--- Record extracts Enclosed Below ---

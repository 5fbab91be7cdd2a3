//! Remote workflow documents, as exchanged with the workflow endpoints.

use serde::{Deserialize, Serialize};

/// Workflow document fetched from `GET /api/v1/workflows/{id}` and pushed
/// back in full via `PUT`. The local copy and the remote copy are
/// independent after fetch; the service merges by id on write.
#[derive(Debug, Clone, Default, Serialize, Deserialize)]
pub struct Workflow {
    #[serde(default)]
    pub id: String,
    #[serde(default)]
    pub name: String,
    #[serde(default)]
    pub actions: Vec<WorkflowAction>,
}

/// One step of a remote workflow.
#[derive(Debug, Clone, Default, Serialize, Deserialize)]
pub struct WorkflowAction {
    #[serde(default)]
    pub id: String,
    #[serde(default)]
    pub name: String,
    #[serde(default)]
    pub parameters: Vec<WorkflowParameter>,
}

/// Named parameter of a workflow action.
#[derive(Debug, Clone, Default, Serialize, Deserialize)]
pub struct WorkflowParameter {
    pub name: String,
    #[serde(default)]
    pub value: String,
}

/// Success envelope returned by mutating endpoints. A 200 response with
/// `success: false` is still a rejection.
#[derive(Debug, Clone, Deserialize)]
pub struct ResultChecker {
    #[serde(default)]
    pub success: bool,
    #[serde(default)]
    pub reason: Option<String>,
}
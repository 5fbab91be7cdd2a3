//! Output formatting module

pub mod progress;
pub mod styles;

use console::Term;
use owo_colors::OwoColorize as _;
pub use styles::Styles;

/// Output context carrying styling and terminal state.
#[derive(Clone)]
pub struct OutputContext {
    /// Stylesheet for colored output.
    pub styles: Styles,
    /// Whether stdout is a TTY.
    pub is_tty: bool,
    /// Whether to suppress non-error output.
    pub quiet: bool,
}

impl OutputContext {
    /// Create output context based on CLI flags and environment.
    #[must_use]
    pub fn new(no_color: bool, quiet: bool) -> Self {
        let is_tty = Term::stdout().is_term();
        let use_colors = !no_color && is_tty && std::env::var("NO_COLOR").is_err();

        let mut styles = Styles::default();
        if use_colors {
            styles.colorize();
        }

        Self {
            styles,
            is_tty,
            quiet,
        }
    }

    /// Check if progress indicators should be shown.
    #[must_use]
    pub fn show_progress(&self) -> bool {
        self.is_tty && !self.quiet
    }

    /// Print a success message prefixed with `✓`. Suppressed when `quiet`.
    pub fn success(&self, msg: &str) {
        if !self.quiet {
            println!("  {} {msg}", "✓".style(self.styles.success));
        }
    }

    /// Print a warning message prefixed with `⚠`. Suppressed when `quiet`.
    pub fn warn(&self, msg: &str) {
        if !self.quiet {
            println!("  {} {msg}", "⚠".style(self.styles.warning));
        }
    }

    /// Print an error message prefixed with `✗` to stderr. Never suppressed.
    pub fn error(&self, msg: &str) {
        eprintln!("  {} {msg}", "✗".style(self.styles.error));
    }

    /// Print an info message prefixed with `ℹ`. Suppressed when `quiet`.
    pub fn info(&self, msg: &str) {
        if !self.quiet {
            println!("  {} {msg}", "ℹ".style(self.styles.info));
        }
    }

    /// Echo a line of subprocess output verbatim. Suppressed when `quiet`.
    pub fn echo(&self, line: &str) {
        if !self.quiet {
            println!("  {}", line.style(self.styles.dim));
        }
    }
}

--- End of Enclosed Record extracts ---
--- Record extracts Enclosed Below ---

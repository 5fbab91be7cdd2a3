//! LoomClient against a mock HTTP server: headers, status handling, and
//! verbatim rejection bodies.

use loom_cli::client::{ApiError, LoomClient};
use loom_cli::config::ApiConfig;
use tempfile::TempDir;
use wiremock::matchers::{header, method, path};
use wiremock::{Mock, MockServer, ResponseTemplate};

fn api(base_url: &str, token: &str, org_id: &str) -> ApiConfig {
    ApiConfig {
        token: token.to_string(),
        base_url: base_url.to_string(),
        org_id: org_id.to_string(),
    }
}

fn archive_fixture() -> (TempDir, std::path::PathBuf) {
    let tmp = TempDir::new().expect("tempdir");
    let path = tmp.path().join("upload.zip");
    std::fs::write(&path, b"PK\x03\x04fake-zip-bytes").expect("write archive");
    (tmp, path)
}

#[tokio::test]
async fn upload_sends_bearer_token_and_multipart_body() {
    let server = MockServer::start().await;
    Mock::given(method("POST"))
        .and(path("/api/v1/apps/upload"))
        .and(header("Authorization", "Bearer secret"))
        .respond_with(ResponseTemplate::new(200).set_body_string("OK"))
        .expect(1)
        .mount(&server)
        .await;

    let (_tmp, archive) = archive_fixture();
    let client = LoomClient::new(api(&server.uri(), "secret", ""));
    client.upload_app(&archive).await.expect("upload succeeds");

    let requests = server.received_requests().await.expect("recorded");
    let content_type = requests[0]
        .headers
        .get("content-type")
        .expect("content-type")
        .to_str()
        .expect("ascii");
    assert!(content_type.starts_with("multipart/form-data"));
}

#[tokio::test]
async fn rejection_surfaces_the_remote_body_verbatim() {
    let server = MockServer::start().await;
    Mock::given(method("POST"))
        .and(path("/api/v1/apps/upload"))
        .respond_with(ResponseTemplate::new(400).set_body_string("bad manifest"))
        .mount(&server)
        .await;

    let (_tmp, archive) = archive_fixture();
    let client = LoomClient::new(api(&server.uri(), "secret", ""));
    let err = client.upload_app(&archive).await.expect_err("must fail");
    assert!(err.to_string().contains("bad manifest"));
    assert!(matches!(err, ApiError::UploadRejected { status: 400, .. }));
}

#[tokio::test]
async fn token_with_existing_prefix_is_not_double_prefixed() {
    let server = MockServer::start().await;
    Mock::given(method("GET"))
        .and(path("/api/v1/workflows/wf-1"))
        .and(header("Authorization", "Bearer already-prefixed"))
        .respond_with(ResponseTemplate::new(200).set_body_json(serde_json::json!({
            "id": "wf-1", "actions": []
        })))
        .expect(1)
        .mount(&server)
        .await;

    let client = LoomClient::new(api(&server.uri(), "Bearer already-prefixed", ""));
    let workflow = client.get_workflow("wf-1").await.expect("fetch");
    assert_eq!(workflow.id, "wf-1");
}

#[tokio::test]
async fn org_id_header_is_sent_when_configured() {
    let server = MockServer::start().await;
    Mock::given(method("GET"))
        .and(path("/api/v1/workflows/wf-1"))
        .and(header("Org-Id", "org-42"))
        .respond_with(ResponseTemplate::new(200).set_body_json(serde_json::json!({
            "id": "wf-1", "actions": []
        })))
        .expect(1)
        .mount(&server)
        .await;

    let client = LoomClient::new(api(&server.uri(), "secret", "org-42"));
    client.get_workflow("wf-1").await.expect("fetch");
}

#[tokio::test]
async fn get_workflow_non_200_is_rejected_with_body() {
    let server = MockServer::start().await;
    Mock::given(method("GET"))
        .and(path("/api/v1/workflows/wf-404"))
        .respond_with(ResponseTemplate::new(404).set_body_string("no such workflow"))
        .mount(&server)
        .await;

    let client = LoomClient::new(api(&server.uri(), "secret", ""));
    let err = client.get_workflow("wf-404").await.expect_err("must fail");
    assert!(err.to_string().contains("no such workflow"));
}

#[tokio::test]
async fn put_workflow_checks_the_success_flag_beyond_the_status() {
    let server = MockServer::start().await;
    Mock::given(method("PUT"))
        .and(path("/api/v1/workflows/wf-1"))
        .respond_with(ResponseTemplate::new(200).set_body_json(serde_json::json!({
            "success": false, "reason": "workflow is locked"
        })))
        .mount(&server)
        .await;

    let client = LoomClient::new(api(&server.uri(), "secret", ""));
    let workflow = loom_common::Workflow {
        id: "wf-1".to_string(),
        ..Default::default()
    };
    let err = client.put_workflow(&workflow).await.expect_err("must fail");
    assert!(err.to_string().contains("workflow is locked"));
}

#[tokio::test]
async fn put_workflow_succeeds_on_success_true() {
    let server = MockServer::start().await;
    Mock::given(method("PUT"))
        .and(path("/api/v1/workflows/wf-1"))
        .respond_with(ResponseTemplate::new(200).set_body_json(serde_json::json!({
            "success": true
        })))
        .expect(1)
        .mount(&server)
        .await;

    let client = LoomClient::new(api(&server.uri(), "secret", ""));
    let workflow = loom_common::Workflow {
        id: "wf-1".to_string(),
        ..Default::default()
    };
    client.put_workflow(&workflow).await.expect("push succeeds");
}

--- End of Enclosed Record extracts ---

Exercise:
Looking through the data above, copy out each line in which the string "OutputContext" occurs.

Result of this task:
pub struct OutputContext {
impl OutputContext {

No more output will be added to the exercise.